À glissade forcée

J’aime pas la pluie verglaçante. Je la déteste, je la conchie, je lui crache à la gueule. Bref, on n’est pas copains… 🙂 Même au Québec, c’est une plaie. Même au Québec, pourtant si habitué aux conditions extrêmes, on ne peut rien contre elle. Quand elle lustre le bitume, c’est une horreur. Elle cire nos pompes, mais pas pour les faire reluire. Elle, c’est l’empêcheuse de marcher comme des hommes. On avance à la vitesse d’un déambulateur, on redevient des nouveaux-nés en quête d’une assurance d’adultes, on peste contre ses portions pavées qui accentue la glissade…

Ce lundi, je suis allé me promener dans le vieux port de Montréal (oralement, on pourrait croire que je suis allé rendre visite à un vieux cochon). J’ai dégainé mon appareil photo pour immortaliser quelques gros rafiots pris dans la glace, pour figer la torpeur de ce site habituellement très fréquenté en été, alors que la météo flanchait vers un radoucissement. Au début, pourtant, il faisait froid, et je dirai même que ça sentait le glaçon. Contraint de quitter mes moufles pour réaliser des photos acceptables, je dois avouer que j’ai un peu souffert. 

Et puis la température s’est mise soudainement à remonter. C’est en tout cas ce que laissaient entendre ces quelques gouttes qui n’allaient plus quitter la ville. Une pluie battante et régulière, incongrue dans un paysage hivernal. C’est à ce moment, en montant une côte avec des rotules de trentenaire bien mûr, que j’ai senti comme du savon sous mes semelles. Le Vieux Montréal étant recouvert par endroits de pittoresques pavés – les mêmes que la place d’Armes à Metz, pour ceux qui connaissent -, ma progression est devenue hasardeuse, repoussant à plusieurs reprises cette chute qui me pendait aux souliers.Une chute qui n’est heureusement jamais venue.
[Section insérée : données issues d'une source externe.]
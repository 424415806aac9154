//! Assembly of a ready-to-use analyzer

use crate::bulk::BulkParser;
use crate::cache::{LruParseCache, OfflineParseCache, ParseCache, TwoLevelParseCache};
use crate::caching::CachingParser;
use crate::config::{CacheKind, EngineConfig};
use crate::error::{EngineError, Result};
use std::sync::Arc;
use turkmorph_core::lexicon::{Lexeme, RootGenerator, RootMap};
use turkmorph_core::parser::{ContextlessParser, Formatter, PredefinedPaths, SuffixApplier};
use turkmorph_core::phonetics::PhoneticsEngine;
use turkmorph_core::suffix::{PlainApplier, PrecachingApplier, SuffixFormApplier};
use turkmorph_core::{
    MorphemeContainer, MorphologicParser, ParseListener, RootFinderChain, SuffixFormGraph,
    SuffixGraph,
};

/// A complete analyzer: graph, parser, cache and worker pool
pub struct Analyzer {
    graph: Arc<SuffixGraph>,
    form_graph: Arc<SuffixFormGraph>,
    root_map: Arc<RootMap>,
    cache: Option<Arc<dyn ParseCache>>,
    parser: BulkParser<Arc<dyn MorphologicParser>>,
    config: EngineConfig,
}

impl Analyzer {
    /// Parses of one word
    pub fn parse(&self, word: &str) -> Vec<MorphemeContainer> {
        self.parser.parse(word)
    }

    /// Parses of each word, in input order
    pub fn parse_all(&self, words: &[&str]) -> Vec<Vec<MorphemeContainer>> {
        self.parser.parse_batch(words)
    }

    /// Readings of one word in `root(lemma)+Pos+Suffix(form[actual])` notation
    pub fn analyze(&self, word: &str) -> Vec<String> {
        let formatter = self.formatter();
        self.parse(word)
            .iter()
            .map(|result| formatter.format_with_forms(result))
            .collect()
    }

    /// Formatter over this analyzer's graph
    pub fn formatter(&self) -> Formatter<'_> {
        Formatter::new(&self.graph)
    }

    /// The morphotactic graph
    pub fn graph(&self) -> &Arc<SuffixGraph> {
        &self.graph
    }

    /// The compiled automaton
    pub fn form_graph(&self) -> &Arc<SuffixFormGraph> {
        &self.form_graph
    }

    /// The dictionary
    pub fn root_map(&self) -> &Arc<RootMap> {
        &self.root_map
    }

    /// The cache, unless caching is off
    pub fn cache(&self) -> Option<&Arc<dyn ParseCache>> {
        self.cache.as_ref()
    }

    /// Worker threads available to batches
    pub fn thread_count(&self) -> usize {
        self.parser.thread_count()
    }

    /// The configuration the analyzer was built with
    pub fn config(&self) -> &EngineConfig {
        &self.config
    }
}

impl MorphologicParser for Analyzer {
    fn parse(&self, input: &str) -> Vec<MorphemeContainer> {
        Analyzer::parse(self, input)
    }

    fn parse_all(&self, inputs: &[&str]) -> Vec<Vec<MorphemeContainer>> {
        Analyzer::parse_all(self, inputs)
    }
}

impl std::fmt::Debug for Analyzer {
    fn fmt(&self, f: &mut std::fmt::Formatter<'_>) -> std::fmt::Result {
        f.debug_struct("Analyzer")
            .field("config", &self.config)
            .field("nodes", &self.form_graph.node_count())
            .field("edges", &self.form_graph.edge_count())
            .field("roots", &self.root_map.len())
            .field("parser", &self.parser)
            .finish()
    }
}

/// Builder for [`Analyzer`]
///
/// ```
/// use turkmorph_core::lexicon::{Lexeme, LexemeAttribute, PrimaryPos};
/// use turkmorph_engine::{AnalyzerBuilder, EngineConfig};
///
/// let analyzer = AnalyzerBuilder::new()
///     .config(EngineConfig::low_memory())
///     .lexemes([Lexeme::new("kitap", "kitap", PrimaryPos::Noun, None)
///         .with_attributes([LexemeAttribute::Voicing])])
///     .build()?;
///
/// let readings = analyzer.analyze("kitaba");
/// assert!(readings.contains(&"kitab(kitap)+Noun+A3sg+Pnon+Dat(+yA[a])".to_string()));
/// # Ok::<(), turkmorph_engine::EngineError>(())
/// ```
#[derive(Default)]
pub struct AnalyzerBuilder {
    config: EngineConfig,
    root_map: Option<Arc<RootMap>>,
    lexemes: Vec<Lexeme>,
    offline_words: Option<Vec<String>>,
    listener: Option<Arc<dyn ParseListener>>,
}

impl AnalyzerBuilder {
    /// Create a builder with the default configuration and no dictionary
    pub fn new() -> Self {
        Self::default()
    }

    /// Set the configuration
    pub fn config(mut self, config: EngineConfig) -> Self {
        self.config = config;
        self
    }

    /// Use an existing root map; lexemes added with [`Self::lexemes`] are then ignored
    pub fn root_map(mut self, root_map: Arc<RootMap>) -> Self {
        self.root_map = Some(root_map);
        self
    }

    /// Add dictionary entries
    pub fn lexemes(mut self, lexemes: impl IntoIterator<Item = Lexeme>) -> Self {
        self.lexemes.extend(lexemes);
        self
    }

    /// Words for the offline cache, instead of the configured word list file
    pub fn offline_words<S: Into<String>>(mut self, words: impl IntoIterator<Item = S>) -> Self {
        self.offline_words = Some(words.into_iter().map(Into::into).collect());
        self
    }

    /// Report dead ends of every search to a listener
    pub fn listener(mut self, listener: Arc<dyn ParseListener>) -> Self {
        self.listener = Some(listener);
        self
    }

    /// Build the analyzer
    pub fn build(self) -> Result<Analyzer> {
        let config = self.config;
        config.validate()?;

        let graph = Arc::new(SuffixGraph::standard()?);
        let applier: Arc<dyn SuffixFormApplier> = if config.precache_suffix_forms {
            Arc::new(PrecachingApplier::new(
                graph.forms().map(|form| &form.sequence),
            ))
        } else {
            Arc::new(PlainApplier)
        };
        let form_graph = Arc::new(SuffixFormGraph::compile(Arc::clone(&graph), applier.as_ref()));
        tracing::debug!(
            nodes = form_graph.node_count(),
            edges = form_graph.edge_count(),
            precached = config.precache_suffix_forms,
            "compiled suffix form graph"
        );

        let root_map = match self.root_map {
            Some(root_map) => root_map,
            None => Arc::new(RootMap::from_lexemes(&RootGenerator::new(), &self.lexemes)),
        };
        let chain = Arc::new(RootFinderChain::standard(
            Arc::clone(&root_map),
            config.brute_force,
        )?);

        let suffix_applier = SuffixApplier::new(Arc::clone(&graph), PhoneticsEngine::new(applier));
        let predefined = if config.predefined_paths {
            Some(Arc::new(PredefinedPaths::new(&suffix_applier, &root_map)?))
        } else {
            None
        };
        let mut contextless =
            ContextlessParser::new(Arc::clone(&form_graph), chain, suffix_applier, predefined)?;
        if let Some(listener) = self.listener {
            contextless = contextless.with_listener(listener);
        }
        let contextless: Arc<dyn MorphologicParser> = Arc::new(contextless);

        let cache = Self::cache_for(&config, self.offline_words)?;
        let parser: Arc<dyn MorphologicParser> = match &cache {
            Some(cache) => Arc::new(CachingParser::new(contextless, Arc::clone(cache))),
            None => contextless,
        };
        let parser = BulkParser::new(parser, &config)?;

        tracing::debug!(
            roots = root_map.len(),
            cache = ?config.cache_kind,
            threads = parser.thread_count(),
            "analyzer ready"
        );
        Ok(Analyzer {
            graph,
            form_graph,
            root_map,
            cache,
            parser,
            config,
        })
    }

    fn cache_for(
        config: &EngineConfig,
        offline_words: Option<Vec<String>>,
    ) -> Result<Option<Arc<dyn ParseCache>>> {
        let cache: Arc<dyn ParseCache> = match config.cache_kind {
            CacheKind::None => return Ok(None),
            CacheKind::Lru => Arc::new(LruParseCache::new(config.lru_capacity)),
            CacheKind::TwoLevel => Arc::new(TwoLevelParseCache::with_lru(
                config.l2_max_size,
                config.lru_capacity,
            )),
            CacheKind::Offline => {
                let cache = match (offline_words, &config.offline_word_list) {
                    (Some(words), _) => OfflineParseCache::new(words)?,
                    (None, Some(path)) => OfflineParseCache::from_word_list(path)?,
                    (None, None) => {
                        return Err(EngineError::ConfigError(
                            "offline cache needs a word list".to_string(),
                        ))
                    }
                };
                Arc::new(cache)
            }
        };
        Ok(Some(cache))
    }
}

#[cfg(test)]
mod tests {
    use super::*;
    use turkmorph_core::lexicon::{LexemeAttribute, PrimaryPos};

    fn lexemes() -> Vec<Lexeme> {
        vec![
            Lexeme::new("ev", "ev", PrimaryPos::Noun, None),
            Lexeme::new("kitap", "kitap", PrimaryPos::Noun, None)
                .with_attributes([LexemeAttribute::Voicing]),
        ]
    }

    #[test]
    fn test_default_build() {
        let analyzer = AnalyzerBuilder::new().lexemes(lexemes()).build().unwrap();
        assert!(analyzer.cache().is_some());
        assert!(analyzer
            .analyze("evde")
            .contains(&"ev(ev)+Noun+A3sg+Pnon+Loc(dA[de])".to_string()));
        assert!(analyzer.parse("qqq").is_empty());
    }

    #[test]
    fn test_without_cache() {
        let config = EngineConfig {
            cache_kind: CacheKind::None,
            parallel: false,
            ..EngineConfig::default()
        };
        let analyzer = AnalyzerBuilder::new()
            .config(config)
            .lexemes(lexemes())
            .build()
            .unwrap();
        assert!(analyzer.cache().is_none());
        assert_eq!(analyzer.thread_count(), 1);
        assert!(!analyzer.parse("kitaba").is_empty());
    }

    #[test]
    fn test_cache_fills_while_parsing() {
        let analyzer = AnalyzerBuilder::new()
            .config(EngineConfig::low_memory())
            .lexemes(lexemes())
            .build()
            .unwrap();
        analyzer.parse_all(&["ev", "evde", "ev"]);
        assert_eq!(analyzer.cache().unwrap().len(), 2);
    }

    #[test]
    fn test_offline_cache_needs_words() {
        let config = EngineConfig {
            cache_kind: CacheKind::Offline,
            ..EngineConfig::default()
        };
        assert!(matches!(
            AnalyzerBuilder::new().config(config.clone()).build(),
            Err(EngineError::ConfigError(_))
        ));

        let analyzer = AnalyzerBuilder::new()
            .config(config)
            .lexemes(lexemes())
            .offline_words(["ev", "evler"])
            .build()
            .unwrap();
        let cache = analyzer.cache().unwrap();
        assert!(cache.is_built());
        assert_eq!(cache.len(), 2);
    }

    #[test]
    fn test_invalid_config_is_rejected() {
        let config = EngineConfig {
            lru_capacity: 0,
            ..EngineConfig::default()
        };
        assert!(AnalyzerBuilder::new().config(config).build().is_err());
    }
}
Montréal sous la pluie quand la neige a fait son lit, ce n’est pas beau du tout. C’est spongieux et dégoulinant, ça fait splash sous la godasse. Ça m’a rappelé soudainement ma Lorraine humide à l’extérieure, mais si chaleureuse à l’intérieur. Sauf que dans ma région natale, on peut marcher sur les trottoirs sans craindre le coup de Jarnac. Un trottoir est un trottoir, pas une patinoire.